РЕАЛЬНОСТЬ ПУСТОГО ЗНАКА
Различные виды иррационализма с их презумпцией прямого, внеязыкового познания предстают альтернативой панлингвистической картине реальности. Так, на столкновении когнитивного и чувственного во многом основана поэтика Е. Сусловой. Если же удерживать эпистемологический запрет на неопосредованное знание, можно ли сказать что-то о мире вне языка? Чем тогда должны отличаться механизмы высказывания от, например, пирсовского бесконечного семиозиса или деконструкции, на которые до сих пор полагаются многие авторы?
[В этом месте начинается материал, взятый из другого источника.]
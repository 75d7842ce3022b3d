use serde::{Deserialize, Serialize};
use serde_json::{Map, Value};

/// A headline as served to the dashboard.
#[derive(Debug, Clone, PartialEq, Serialize)]
pub struct NewsItem {
    pub title: String,
    pub url: String,
    pub image: Option<String>,
}

/// Cache key for one listing request.
#[derive(Debug, Clone, PartialEq, Eq, Hash)]
pub struct NewsKey {
    pub feed: String,
    pub limit: u32,
}

impl NewsKey {
    pub fn new(feed: impl Into<String>, limit: u32) -> Self {
        Self {
            feed: feed.into(),
            limit,
        }
    }
}

#[derive(Debug, Clone, Deserialize)]
pub struct Listing {
    pub data: ListingData,
}

#[derive(Debug, Clone, Deserialize)]
pub struct ListingData {
    #[serde(default)]
    pub children: Vec<ListingChild>,
    /// Fullname of the last post, used to request the next page.
    pub after: Option<String>,
}

#[derive(Debug, Clone, Deserialize)]
pub struct ListingChild {
    pub kind: String,
    pub data: RawPost,
}

/// The subset of a `t3` submission the dashboard reads.
#[derive(Debug, Clone, Deserialize)]
pub struct RawPost {
    #[serde(default)]
    pub title: String,
    #[serde(default)]
    pub url: String,
    #[serde(default)]
    pub stickied: bool,
    pub thumbnail: Option<String>,
    pub preview: Option<Preview>,
    /// Gallery media keyed by media id. Kept as a JSON map so document
    /// order survives (serde_json is built with `preserve_order`).
    pub media_metadata: Option<Map<String, Value>>,
}

#[derive(Debug, Clone, Deserialize)]
pub struct Preview {
    #[serde(default)]
    pub images: Vec<PreviewImage>,
}

#[derive(Debug, Clone, Deserialize)]
pub struct PreviewImage {
    pub source: Option<ImageSource>,
}

#[derive(Debug, Clone, Deserialize)]
pub struct ImageSource {
    pub url: Option<String>,
}

/// One `media_metadata` entry. `s` is the full-size rendition, `p` the
/// preview renditions from smallest to largest.
#[derive(Debug, Clone, Deserialize)]
pub struct MediaDescriptor {
    pub s: Option<MediaRendition>,
    #[serde(default)]
    pub p: Vec<MediaRendition>,
}

#[derive(Debug, Clone, Deserialize)]
pub struct MediaRendition {
    pub u: Option<String>,
}

#[derive(Debug, Clone, Deserialize)]
pub struct TokenResponse {
    pub access_token: Option<String>,
    pub expires_in: Option<u64>,
    pub error: Option<String>,
}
Подобные методы нуждаются в смыслообразующем повторении, где знак а) имеет смысл, б) повторяясь, создает эффекты различия через само повторение. «Потому всегда можно говорить о диссеминации смысла, не равной полисемии в силу своей бесконечности: знак бесконечен в своей способности нести смысл… Если же у знаков нет значения, вся деконструкция, вся герменевтика, все идет прахом» 12. Одной из очевидных областей, на которую деконструкция не способна обратиться, остается математика. Между ее языком и поэтикой «Разворота…» есть определенное сходство.
На первый взгляд, математические знаки в «Развороте…» рудиментарны. Так, обломки нумерации заставляют, с одной стороны, читать целое (циклов) как циркуляцию (фрагментов), а с другой – вводят их потенциальную бесконечность. Порядок, то есть беспорядок числительных как ирония над порядочным пониманием языка: случайность нигде так не яростна, как среди чисел, призванных ее обуздать, – «бросок костей никогда не отменит случая». Однако призрак математики преследует само мышление текстов книги: достаточно обратить внимание на роль симметрии, различных фигур, вычитаний и других операций над элементами «Разворота…» – это скорее мир измерений, чем ощущений, скорее абстракция математики, чем прагматика физики. Крайне важным приемом для Сафонова становится итерация: повторения, отражения, отрицания и двойники слов, предложений, идей особенно очевидны в разреженной, аскетичной лексике книги. И если «математика – это возможность итерации без различающего эффекта повтора», то контронтология «Разворота…» транспонирует в письмо основную особенность математики как языка – использование «пустых знаков» 13, знаков-без-значения. Использование пустых знаков позволяет разорвать корреляции языка и мышления, мышления и мира, и радикально отличает поэтику Сафонова от близких на первый взгляд методов, изматывающих референциальность языка в полисемии, бесконечном семиозисе и деконструкции (как, например, деконтекстуализирующее перечисление и наслоение означающих, свойственное поэтике А. Драгомощенко).
Подобно некоторым разделам математики, в частности теории множеств, аксиоматика «Разворота…» не закрепляет за знаками смыслы, но вводит знаки сразу через законы их взаимодействия. Тексты становятся сложными формулами идей и тяготеют к универсальности, как свойственно абстрактным языкам: они идеально переводимы и могут быть переписаны на любой язык, они и сами будто уже переведены с иного, неведомого языка. Некогда подобная характеристика текста стала бы скандальной, сегодня же таковы черты всякой поэзии, сумевшей преодолеть притяжение медиума: она не написана на , но лишь записана по (-русски или – английски), работа здесь идет не с партикулярностями национальных символов, но с универсалиями языка и мышления как таковых.